Oltre la fatica, oltre la gara. La StrongmanRun è fatta di storie che restano addosso come il fango.
Dal dolore alla rinascita
Giulia Martini, 39 anni, insegnante, ha corso l’edizione 2024 dopo una lunga battaglia contro un tumore. “Ogni ostacolo era un anno di terapia”, racconta. Al traguardo l’hanno accolta in lacrime marito e figli.

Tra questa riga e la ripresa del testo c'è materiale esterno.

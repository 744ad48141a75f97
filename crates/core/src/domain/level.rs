// Severity Model

use serde::{Deserialize, Deserializer, Serialize};
use std::str::FromStr;

use super::error::DomainError;

/// Severity level, ordered from least to most urgent.
///
/// `Fatal` and `Critical` share the top weight; they are distinct tokens for
/// the sink but equivalent for filtering.
#[derive(Debug, Clone, Copy, PartialEq, Eq, Hash, Serialize, Deserialize)]
#[serde(rename_all = "lowercase")]
#[repr(u8)]
pub enum Level {
    Trace = 0,
    Debug = 1,
    Info = 2,
    Warn = 3,
    Error = 4,
    Fatal = 5,
    Critical = 6,
}

impl Level {
    /// Every level in listed order
    pub const ALL: [Level; 7] = [
        Level::Trace,
        Level::Debug,
        Level::Info,
        Level::Warn,
        Level::Error,
        Level::Fatal,
        Level::Critical,
    ];

    /// Numeric weight used for minimum-level gating
    pub fn weight(self) -> u8 {
        match self {
            Level::Trace => 10,
            Level::Debug => 20,
            Level::Info => 30,
            Level::Warn => 40,
            Level::Error => 50,
            Level::Fatal | Level::Critical => 60,
        }
    }

    /// Token as understood by the sink
    pub fn as_str(self) -> &'static str {
        match self {
            Level::Trace => "trace",
            Level::Debug => "debug",
            Level::Info => "info",
            Level::Warn => "warn",
            Level::Error => "error",
            Level::Fatal => "fatal",
            Level::Critical => "critical",
        }
    }

    /// Parse one of the seven known tokens (exact, lower-case match)
    pub fn parse(token: &str) -> Option<Level> {
        Level::ALL.into_iter().find(|level| level.as_str() == token)
    }

    /// Parse a token, degrading anything unknown to `Error`
    pub fn normalize(token: &str) -> Level {
        Level::parse(token).unwrap_or(Level::Error)
    }

    pub fn is_valid(token: &str) -> bool {
        Level::parse(token).is_some()
    }

    /// Whether an error at `self` passes a `minimum` threshold
    pub fn meets(self, minimum: Level) -> bool {
        self.weight() >= minimum.weight()
    }

    pub(crate) fn from_repr(repr: u8) -> Level {
        Level::ALL
            .get(repr as usize)
            .copied()
            .unwrap_or(Level::Error)
    }
}

impl Default for Level {
    fn default() -> Self {
        Level::Error
    }
}

impl std::fmt::Display for Level {
    fn fmt(&self, f: &mut std::fmt::Formatter<'_>) -> std::fmt::Result {
        f.write_str(self.as_str())
    }
}

impl FromStr for Level {
    type Err = DomainError;

    fn from_str(s: &str) -> Result<Self, Self::Err> {
        Level::parse(s).ok_or_else(|| DomainError::UnknownLevel(s.to_string()))
    }
}

/// Serde helper: accept any string, normalizing unknown tokens to `Error`.
///
/// ```text
/// #[serde(deserialize_with = "level::deserialize_lenient")]
/// minimum_level: Level,
/// ```
pub fn deserialize_lenient<'de, D>(deserializer: D) -> Result<Level, D::Error>
where
    D: Deserializer<'de>,
{
    let token = String::deserialize(deserializer)?;
    Ok(Level::normalize(&token))
}

#[cfg(test)]
mod tests {
    use super::*;

    #[test]
    fn test_weights_non_decreasing_in_listed_order() {
        for pair in Level::ALL.windows(2) {
            assert!(
                pair[0].weight() <= pair[1].weight(),
                "{} must not outweigh {}",
                pair[0],
                pair[1]
            );
        }
    }

    #[test]
    fn test_fatal_and_critical_share_top_weight() {
        assert_eq!(Level::Fatal.weight(), Level::Critical.weight());
        assert_eq!(Level::Critical.weight(), 60);
        assert!(Level::ALL.iter().all(|l| l.weight() <= 60));
    }

    #[test]
    fn test_concrete_weights() {
        assert_eq!(Level::Trace.weight(), 10);
        assert_eq!(Level::Debug.weight(), 20);
        assert_eq!(Level::Info.weight(), 30);
        assert_eq!(Level::Warn.weight(), 40);
        assert_eq!(Level::Error.weight(), 50);
    }

    #[test]
    fn test_normalize_known_tokens() {
        for level in Level::ALL {
            assert_eq!(Level::normalize(level.as_str()), level);
        }
    }

    #[test]
    fn test_normalize_unknown_tokens_to_error() {
        for token in ["", "warning", "WARN", "verbose", " info", "panic"] {
            assert_eq!(Level::normalize(token), Level::Error, "token {token:?}");
            assert!(!Level::is_valid(token));
        }
    }

    #[test]
    fn test_from_str_reports_unknown_token() {
        let err = "loud".parse::<Level>().unwrap_err();
        assert!(err.to_string().contains("loud"));
        assert_eq!("warn".parse::<Level>().unwrap(), Level::Warn);
    }

    #[test]
    fn test_meets_threshold() {
        assert!(Level::Error.meets(Level::Warn));
        assert!(Level::Warn.meets(Level::Warn));
        assert!(!Level::Info.meets(Level::Warn));
        assert!(Level::Fatal.meets(Level::Critical));
    }

    #[test]
    fn test_from_repr_round_trips_and_defaults() {
        for level in Level::ALL {
            assert_eq!(Level::from_repr(level as u8), level);
        }
        assert_eq!(Level::from_repr(42), Level::Error);
    }

    #[test]
    fn test_serde_tokens() {
        assert_eq!(serde_json::to_string(&Level::Warn).unwrap(), "\"warn\"");

        #[derive(Deserialize)]
        struct Cfg {
            #[serde(deserialize_with = "deserialize_lenient")]
            level: Level,
        }
        let cfg: Cfg = serde_json::from_str(r#"{"level":"nonsense"}"#).unwrap();
        assert_eq!(cfg.level, Level::Error);
        let cfg: Cfg = serde_json::from_str(r#"{"level":"debug"}"#).unwrap();
        assert_eq!(cfg.level, Level::Debug);
    }
}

Il gruppo che ha cambiato la vita
A Trento, un gruppo di colleghi di un’azienda metalmeccanica partecipa ogni anno con la maglietta “Mai soli”. Si allenano insieme all’alba. “All’inizio era uno scherzo – spiega Mauro, 48 anni – ora è la nostra terapia di squadra.”
Lo spirito di comunità
Secondo un sondaggio condotto da SportItalia, il 72 % dei partecipanti iscrive motivazioni personali più che competitive. “Qui si corre per esserci, non per vincere”, afferma la psicologa dello sport Elisa Zanetti.
Il messaggio finale
Alla fine resta la sensazione di aver superato non un muro, ma se stessi. La StrongmanRun è più di una corsa: è un rito collettivo dove il fango diventa libertà.